§ **Exercise description**: Look through the records below and state how many lines carry the string "Creates", adding nothing.

§ **Data section**:
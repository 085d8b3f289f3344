//! Section model.
//!
//! A section is one schedulable offering of a course: either a lecture or
//! a recitation, meeting at fixed weekly times.

use serde::{Deserialize, Serialize};

use super::{Meeting, Weekday};

/// Kind of teaching activity a section provides.
#[derive(Debug, Clone, Copy, PartialEq, Eq, Hash, Serialize, Deserialize)]
pub enum SectionKind {
    /// Main lecture (one per course in a timetable).
    #[serde(alias = "LEC")]
    Lecture,
    /// Recitation / tutorial (at most one per course, placed after lectures).
    #[serde(alias = "REC")]
    Recitation,
}

/// A course section with its weekly meetings.
#[derive(Debug, Clone, PartialEq, Serialize, Deserialize)]
pub struct Section {
    /// Section identifier, `<dept>-<number>-<sectionTag>`.
    pub id: String,
    /// Lecture or recitation.
    #[serde(rename = "activity")]
    pub kind: SectionKind,
    /// Weekly meetings.
    pub meetings: Vec<Meeting>,
}

impl Section {
    /// Creates a section with no meetings.
    pub fn new(id: impl Into<String>, kind: SectionKind) -> Self {
        Self {
            id: id.into(),
            kind,
            meetings: Vec::new(),
        }
    }

    /// Creates a lecture section.
    pub fn lecture(id: impl Into<String>) -> Self {
        Self::new(id, SectionKind::Lecture)
    }

    /// Creates a recitation section.
    pub fn recitation(id: impl Into<String>) -> Self {
        Self::new(id, SectionKind::Recitation)
    }

    /// Adds a meeting.
    pub fn with_meeting(mut self, day: Weekday, start: f64, end: f64) -> Self {
        self.meetings.push(Meeting::new(day, start, end));
        self
    }

    /// Course id derived from the section id.
    pub fn course_id(&self) -> &str {
        course_id_of(&self.id)
    }

    /// Meetings on a given day.
    pub fn meetings_on(&self, day: Weekday) -> impl Iterator<Item = &Meeting> + '_ {
        self.meetings.iter().filter(move |m| m.day == day)
    }

    /// Whether this is a lecture section.
    #[inline]
    pub fn is_lecture(&self) -> bool {
        self.kind == SectionKind::Lecture
    }
}

/// Derives the course id from a section id.
///
/// Takes the first two dash-delimited tokens: `CS-101-A2` → `CS-101`.
/// Ids with fewer than two dashes are their own course id.
pub fn course_id_of(section_id: &str) -> &str {
    match section_id.match_indices('-').nth(1) {
        Some((pos, _)) => &section_id[..pos],
        None => section_id,
    }
}

#[cfg(test)]
mod tests {
    use super::*;

    #[test]
    fn test_course_id_of() {
        assert_eq!(course_id_of("CS-101-A"), "CS-101");
        assert_eq!(course_id_of("MATH-221-R3-x"), "MATH-221");
        assert_eq!(course_id_of("CS-101"), "CS-101");
        assert_eq!(course_id_of("CS"), "CS");
        assert_eq!(course_id_of(""), "");
    }

    #[test]
    fn test_section_builder() {
        let s = Section::lecture("CS-101-A")
            .with_meeting(Weekday::Mon, 9.0, 10.0)
            .with_meeting(Weekday::Wed, 9.0, 10.0);

        assert!(s.is_lecture());
        assert_eq!(s.course_id(), "CS-101");
        assert_eq!(s.meetings_on(Weekday::Mon).count(), 1);
        assert_eq!(s.meetings_on(Weekday::Tue).count(), 0);
    }

    #[test]
    fn test_activity_aliases() {
        let json = r#"{"id":"CS-101-R1","activity":"REC","meetings":[{"day":"T","start":9,"end":10}]}"#;
        let s: Section = serde_json::from_str(json).unwrap();
        assert_eq!(s.kind, SectionKind::Recitation);
        assert_eq!(s.meetings[0].day, Weekday::Tue);

        let json = r#"{"id":"CS-101-A","activity":"Lecture","meetings":[]}"#;
        let s: Section = serde_json::from_str(json).unwrap();
        assert_eq!(s.kind, SectionKind::Lecture);
    }

    #[test]
    fn test_unknown_activity_rejected() {
        let json = r#"{"id":"CS-101-L","activity":"Lab","meetings":[]}"#;
        assert!(serde_json::from_str::<Section>(json).is_err());
    }

    #[test]
    fn test_missing_field_rejected() {
        let json = r#"{"id":"CS-101-A","activity":"Lecture"}"#;
        assert!(serde_json::from_str::<Section>(json).is_err());
    }
}
//! Course and catalog models.
//!
//! A course groups its lecture and recitation sections. The catalog is the
//! read-only input of every pipeline stage: it is loaded in full before
//! generation starts and is never mutated afterwards.

use serde::{Deserialize, Serialize};
use std::collections::HashMap;
use std::path::Path;

use super::{Section, SectionKind};
use crate::error::{Error, Result};
use crate::validation::validate_catalog;

/// A course and its sections.
#[derive(Debug, Clone, PartialEq, Serialize, Deserialize)]
pub struct Course {
    /// Course identifier (e.g. `CS-101`).
    pub id: String,
    /// Lecture and recitation sections, in catalog order.
    pub sections: Vec<Section>,
}

impl Course {
    /// Creates a course with no sections.
    pub fn new(id: impl Into<String>) -> Self {
        Self {
            id: id.into(),
            sections: Vec::new(),
        }
    }

    /// Adds a section.
    pub fn with_section(mut self, section: Section) -> Self {
        self.sections.push(section);
        self
    }

    /// Sections of the given kind, in catalog order.
    pub fn sections_of(&self, kind: SectionKind) -> impl Iterator<Item = &Section> + '_ {
        self.sections.iter().filter(move |s| s.kind == kind)
    }

    /// Lecture sections, in catalog order.
    pub fn lectures(&self) -> impl Iterator<Item = &Section> + '_ {
        self.sections_of(SectionKind::Lecture)
    }

    /// Recitation sections, in catalog order.
    pub fn recitations(&self) -> impl Iterator<Item = &Section> + '_ {
        self.sections_of(SectionKind::Recitation)
    }

    /// Whether the course offers at least one recitation.
    pub fn has_recitations(&self) -> bool {
        self.recitations().next().is_some()
    }
}

/// Validated, indexed course catalog.
///
/// # Example
///
/// ```
/// use u_timetable::models::{Catalog, Course, Section, Weekday};
///
/// let catalog = Catalog::new(vec![
///     Course::new("CS-101").with_section(
///         Section::lecture("CS-101-A").with_meeting(Weekday::Mon, 9.0, 10.0),
///     ),
/// ])
/// .unwrap();
/// assert!(catalog.section("CS-101-A").is_some());
/// ```
#[derive(Debug, Clone, Default)]
pub struct Catalog {
    courses: Vec<Course>,
    /// section id → (course index, section index)
    index: HashMap<String, (usize, usize)>,
}

impl Catalog {
    /// Builds a catalog, rejecting structurally invalid input.
    pub fn new(courses: Vec<Course>) -> Result<Self> {
        validate_catalog(&courses).map_err(Error::InvalidCatalog)?;

        let mut index = HashMap::new();
        for (ci, course) in courses.iter().enumerate() {
            for (si, section) in course.sections.iter().enumerate() {
                index.insert(section.id.clone(), (ci, si));
            }
        }

        Ok(Self { courses, index })
    }

    /// Parses a JSON array of courses.
    pub fn from_json_str(json: &str) -> Result<Self> {
        let courses: Vec<Course> = serde_json::from_str(json)?;
        Self::new(courses)
    }

    /// Reads and parses a JSON catalog file.
    pub fn from_path(path: impl AsRef<Path>) -> Result<Self> {
        let path = path.as_ref();
        let json = std::fs::read_to_string(path).map_err(|source| Error::DataUnavailable {
            path: path.to_path_buf(),
            source,
        })?;
        let catalog = Self::from_json_str(&json)?;
        tracing::debug!(
            path = %path.display(),
            courses = catalog.course_count(),
            sections = catalog.section_count(),
            "catalog loaded"
        );
        Ok(catalog)
    }

    /// All courses, in catalog order.
    pub fn courses(&self) -> &[Course] {
        &self.courses
    }

    /// Number of courses.
    pub fn course_count(&self) -> usize {
        self.courses.len()
    }

    /// Number of sections across all courses.
    pub fn section_count(&self) -> usize {
        self.index.len()
    }

    /// Looks up a section by id.
    pub fn section(&self, section_id: &str) -> Option<&Section> {
        self.index
            .get(section_id)
            .map(|&(ci, si)| &self.courses[ci].sections[si])
    }

    /// Looks up a course by id.
    pub fn course(&self, course_id: &str) -> Option<&Course> {
        self.courses.iter().find(|c| c.id == course_id)
    }

    /// All lecture sections, course by course in catalog order.
    pub fn lectures(&self) -> impl Iterator<Item = &Section> + '_ {
        self.courses.iter().flat_map(|c| c.lectures())
    }

    /// Courses that offer recitations, in catalog order.
    pub fn courses_with_recitations(&self) -> impl Iterator<Item = &Course> + '_ {
        self.courses.iter().filter(|c| c.has_recitations())
    }
}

§ **Exercise response**: 4